[Records from a collection]
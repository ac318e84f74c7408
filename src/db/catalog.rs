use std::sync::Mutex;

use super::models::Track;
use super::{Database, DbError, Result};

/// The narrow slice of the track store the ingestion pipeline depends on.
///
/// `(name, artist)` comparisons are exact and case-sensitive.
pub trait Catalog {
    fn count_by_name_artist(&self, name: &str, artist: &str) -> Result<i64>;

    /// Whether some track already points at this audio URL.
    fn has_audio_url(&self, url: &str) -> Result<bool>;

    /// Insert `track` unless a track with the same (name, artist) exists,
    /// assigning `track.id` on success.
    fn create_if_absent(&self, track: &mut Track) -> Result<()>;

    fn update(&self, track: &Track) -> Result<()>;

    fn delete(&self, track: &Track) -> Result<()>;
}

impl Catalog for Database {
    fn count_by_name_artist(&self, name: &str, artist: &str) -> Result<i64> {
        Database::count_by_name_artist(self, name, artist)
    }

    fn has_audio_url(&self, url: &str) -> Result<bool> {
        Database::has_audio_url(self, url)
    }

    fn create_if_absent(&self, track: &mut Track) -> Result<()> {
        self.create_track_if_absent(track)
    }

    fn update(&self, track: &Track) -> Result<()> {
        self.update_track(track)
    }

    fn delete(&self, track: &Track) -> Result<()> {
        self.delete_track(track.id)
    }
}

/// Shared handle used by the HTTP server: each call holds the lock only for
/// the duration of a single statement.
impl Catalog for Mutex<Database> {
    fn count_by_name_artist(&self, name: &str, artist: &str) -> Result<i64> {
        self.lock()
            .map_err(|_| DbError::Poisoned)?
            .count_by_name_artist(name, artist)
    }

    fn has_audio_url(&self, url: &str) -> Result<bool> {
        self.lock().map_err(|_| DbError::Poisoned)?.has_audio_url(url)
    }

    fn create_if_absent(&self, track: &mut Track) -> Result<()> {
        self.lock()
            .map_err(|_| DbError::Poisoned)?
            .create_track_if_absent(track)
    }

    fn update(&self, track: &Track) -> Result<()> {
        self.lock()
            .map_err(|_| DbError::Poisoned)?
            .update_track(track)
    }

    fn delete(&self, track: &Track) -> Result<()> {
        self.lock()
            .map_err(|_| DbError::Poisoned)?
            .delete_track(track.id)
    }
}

--

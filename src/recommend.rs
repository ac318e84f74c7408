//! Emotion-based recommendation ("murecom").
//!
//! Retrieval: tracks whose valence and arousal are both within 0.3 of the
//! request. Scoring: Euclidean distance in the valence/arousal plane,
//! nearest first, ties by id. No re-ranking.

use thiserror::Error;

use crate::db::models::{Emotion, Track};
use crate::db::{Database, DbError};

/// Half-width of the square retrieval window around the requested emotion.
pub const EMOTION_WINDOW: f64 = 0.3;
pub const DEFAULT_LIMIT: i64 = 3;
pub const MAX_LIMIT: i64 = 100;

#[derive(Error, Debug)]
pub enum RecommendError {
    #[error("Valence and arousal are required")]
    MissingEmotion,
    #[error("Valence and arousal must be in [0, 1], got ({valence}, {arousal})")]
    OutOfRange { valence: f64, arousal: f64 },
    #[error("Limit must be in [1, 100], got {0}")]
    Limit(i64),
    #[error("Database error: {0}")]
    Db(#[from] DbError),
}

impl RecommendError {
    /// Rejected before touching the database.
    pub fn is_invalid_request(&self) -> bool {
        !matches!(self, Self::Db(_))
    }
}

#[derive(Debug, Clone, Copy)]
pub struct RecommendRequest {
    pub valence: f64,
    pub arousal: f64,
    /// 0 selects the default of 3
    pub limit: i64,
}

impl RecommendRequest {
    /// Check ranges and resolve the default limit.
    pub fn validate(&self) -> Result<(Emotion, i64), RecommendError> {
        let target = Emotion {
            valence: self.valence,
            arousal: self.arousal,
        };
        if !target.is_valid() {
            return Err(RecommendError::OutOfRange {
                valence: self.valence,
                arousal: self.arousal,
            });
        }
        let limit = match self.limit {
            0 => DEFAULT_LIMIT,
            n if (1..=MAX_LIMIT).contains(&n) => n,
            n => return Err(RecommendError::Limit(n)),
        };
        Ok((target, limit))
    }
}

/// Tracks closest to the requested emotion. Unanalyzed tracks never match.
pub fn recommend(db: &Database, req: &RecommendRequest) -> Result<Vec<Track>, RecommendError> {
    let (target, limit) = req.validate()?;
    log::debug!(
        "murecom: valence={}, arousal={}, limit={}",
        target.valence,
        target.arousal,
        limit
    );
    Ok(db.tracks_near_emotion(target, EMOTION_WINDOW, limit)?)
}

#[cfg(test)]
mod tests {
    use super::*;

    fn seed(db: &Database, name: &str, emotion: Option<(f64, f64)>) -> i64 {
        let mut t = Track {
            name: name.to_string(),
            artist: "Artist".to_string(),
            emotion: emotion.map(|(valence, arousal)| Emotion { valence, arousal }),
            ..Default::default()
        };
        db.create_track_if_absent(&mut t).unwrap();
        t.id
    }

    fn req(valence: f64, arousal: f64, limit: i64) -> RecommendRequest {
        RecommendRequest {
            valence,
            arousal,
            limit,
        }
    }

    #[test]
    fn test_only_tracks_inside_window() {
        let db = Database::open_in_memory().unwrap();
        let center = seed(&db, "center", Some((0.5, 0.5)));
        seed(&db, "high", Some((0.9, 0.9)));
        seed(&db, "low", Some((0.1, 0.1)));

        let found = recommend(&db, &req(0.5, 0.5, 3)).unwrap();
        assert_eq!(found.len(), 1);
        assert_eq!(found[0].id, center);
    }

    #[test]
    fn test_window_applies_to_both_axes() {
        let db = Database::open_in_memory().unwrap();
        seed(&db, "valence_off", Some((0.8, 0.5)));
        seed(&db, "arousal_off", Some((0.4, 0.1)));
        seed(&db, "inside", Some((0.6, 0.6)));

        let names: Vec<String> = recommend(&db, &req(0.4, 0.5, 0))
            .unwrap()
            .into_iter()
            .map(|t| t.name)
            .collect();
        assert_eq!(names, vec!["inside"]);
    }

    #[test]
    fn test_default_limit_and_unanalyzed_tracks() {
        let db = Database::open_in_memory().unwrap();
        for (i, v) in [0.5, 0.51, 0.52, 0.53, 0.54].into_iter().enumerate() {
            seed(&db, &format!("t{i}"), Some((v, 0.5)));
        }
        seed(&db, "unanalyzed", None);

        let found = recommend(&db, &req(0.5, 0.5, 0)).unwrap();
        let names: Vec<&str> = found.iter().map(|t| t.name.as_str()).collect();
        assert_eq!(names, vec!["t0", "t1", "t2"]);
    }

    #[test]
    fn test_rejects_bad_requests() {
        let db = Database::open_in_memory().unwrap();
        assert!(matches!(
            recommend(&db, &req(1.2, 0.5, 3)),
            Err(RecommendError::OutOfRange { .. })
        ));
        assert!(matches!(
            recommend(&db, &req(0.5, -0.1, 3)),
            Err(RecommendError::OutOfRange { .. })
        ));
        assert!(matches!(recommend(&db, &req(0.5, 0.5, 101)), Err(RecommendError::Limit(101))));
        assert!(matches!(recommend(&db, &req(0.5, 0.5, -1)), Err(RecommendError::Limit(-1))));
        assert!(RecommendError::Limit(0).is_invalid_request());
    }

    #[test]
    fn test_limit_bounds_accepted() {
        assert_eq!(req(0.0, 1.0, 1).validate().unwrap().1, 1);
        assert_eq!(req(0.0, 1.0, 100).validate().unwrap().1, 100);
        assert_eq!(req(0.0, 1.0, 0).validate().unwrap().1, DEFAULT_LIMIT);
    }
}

Your goal.
Return, word for word, the lines of the data above from the line with "n => return" through the line with "pub fn recommend(db: &Database, req: &RecommendRequest)", inclusive.

The answer.
            n => return Err(RecommendError::Limit(n)),
        };
        Ok((target, limit))
    }
}

/// Tracks closest to the requested emotion. Unanalyzed tracks never match.
pub fn recommend(db: &Database, req: &RecommendRequest) -> Result<Vec<Track>, RecommendError> {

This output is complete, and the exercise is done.